En el marco de la actual LOE, la Dirección Facultativa es el órgano de control que garantiza la convergencia entre el proyecto ejecutivo y la obra entregada. Sin embargo, surge una vulnerabilidad crítica cuando existe una vinculación directa o falta de contrapeso entre la Dirección Facultativa y la constructora.
En INEL, entendemos la Dirección Facultativa como un servicio de auditoría técnica continua. Nuestra metodología se centra en tres pilares de control:
– Validación de certificaciones: Supervisión exhaustiva de mediciones para asegurar que el desembolso financiero se ajusta estrictamente a la realidad de la obra ejecutada.
– Control de calidad y puesta en obra: Verificación del cumplimiento normativo y de las especificaciones de materiales, evitando vicios ocultos que deriven en futuras responsabilidades para el promotor.

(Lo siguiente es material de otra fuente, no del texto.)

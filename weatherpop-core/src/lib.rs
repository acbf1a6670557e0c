//! Core library for the `weatherpop` popup.
//!
//! This crate defines:
//! - The popup controller state machine and its view seam
//! - The OpenWeatherMap client and the location lookup
//! - Persistence: result cache, units preference, last searched city
//!
//! It is used by `weatherpop-cli`, but can also be reused by other shells.

pub mod cache;
pub mod config;
pub mod controller;
pub mod error;
pub mod location;
pub mod model;
pub mod prefs;
pub mod provider;
pub mod storage;

pub use cache::{CacheEntry, ResultCache};
pub use config::Config;
pub use controller::{PopupController, PopupState, PopupView};
pub use error::{FetchError, LocateError};
pub use location::{IpLocationProvider, LocationProvider};
pub use model::{Coordinates, QuerySource, Units, WeatherObservation, icon_url};
pub use prefs::{LastQueryStore, UnitsPreference};
pub use provider::{OpenWeatherClient, WeatherProvider};
pub use storage::{FileStore, KeyValueStore, Storage};
//! The interactive popup session: a terminal rendering of the four panels
//! plus an action menu driving the controller.

use std::sync::Arc;

use inquire::{InquireError, Select, Text};
use weatherpop_core::{
    Config, IpLocationProvider, OpenWeatherClient, PopupController, PopupView, Storage, Units,
    WeatherObservation, icon_url,
};

/// Renders each panel as a block of terminal output. Printing a panel
/// naturally replaces the previous one, so exactly one is ever current.
#[derive(Debug, Default)]
pub struct TerminalView;

impl PopupView for TerminalView {
    fn show_idle(&mut self) {}

    fn show_loading(&mut self) {
        println!("Fetching weather...");
    }

    fn show_result(&mut self, data: &WeatherObservation, units: Units) {
        println!();
        println!("  {}, {}", data.name, data.country);
        println!("  {:.0}{}  {}", data.temperature, units.temp_label(), capitalize(&data.condition));
        println!("  Humidity: {}%", data.humidity);
        println!("  Wind: {:.1} {}", data.wind_speed, units.wind_label());
        if !data.icon.is_empty() {
            println!("  Icon: {}", icon_url(&data.icon));
        }
        println!();
    }

    fn show_error(&mut self, message: &str) {
        println!();
        println!("  {message}");
        println!();
    }

    fn set_input(&mut self, _text: &str) {
        // The controller owns the field text; the prompt reads it back on
        // the next search.
    }

    fn set_units_label(&mut self, _units: Units) {
        // The menu rebuilds its toggle entry from the controller each turn.
    }
}

pub async fn run() -> anyhow::Result<()> {
    let config = Config::load()?;
    let api_key = config.require_api_key()?.to_owned();

    let storage = Arc::new(Storage::open());
    let mut controller = PopupController::new(
        Box::new(OpenWeatherClient::new(api_key)),
        Box::new(IpLocationProvider::new()),
        storage,
        TerminalView,
    );
    controller.startup().await;

    loop {
        let toggle = format!("Switch to {}", controller.units().toggle_label());
        let options = vec![
            "Search by city".to_string(),
            "Use current location".to_string(),
            toggle,
            "Quit".to_string(),
        ];

        let choice = match Select::new("Weather popup", options).prompt() {
            Ok(choice) => choice,
            Err(InquireError::OperationCanceled | InquireError::OperationInterrupted) => break,
            Err(e) => return Err(e.into()),
        };

        match choice.as_str() {
            "Search by city" => {
                let text = match Text::new("City:")
                    .with_initial_value(controller.input())
                    .prompt()
                {
                    Ok(text) => text,
                    Err(InquireError::OperationCanceled | InquireError::OperationInterrupted) => {
                        continue;
                    }
                    Err(e) => return Err(e.into()),
                };
                controller.submit_city(&text).await;
            }
            "Use current location" => controller.use_current_location().await,
            "Quit" => break,
            _ => controller.toggle_units().await,
        }
    }

    Ok(())
}

fn capitalize(text: &str) -> String {
    let mut chars = text.chars();
    match chars.next() {
        Some(first) => first.to_uppercase().collect::<String>() + chars.as_str(),
        None => String::new(),
    }
}

#[cfg(test)]
mod tests {
    use super::*;

    #[test]
    fn capitalize_uppercases_only_the_first_letter() {
        assert_eq!(capitalize("clear sky"), "Clear sky");
        assert_eq!(capitalize(""), "");
        assert_eq!(capitalize("Rain"), "Rain");
    }
}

– Arbitraje técnico: Resolución de discrepancias en obra con un criterio puramente técnico, protegiendo los intereses de la propiedad frente a optimizaciones de coste de la contrata que comprometan la calidad.
La seguridad técnica no es negociable. Contar con una Dirección Facultativa independiente es la mayor garantía de rentabilidad y tranquilidad jurídica.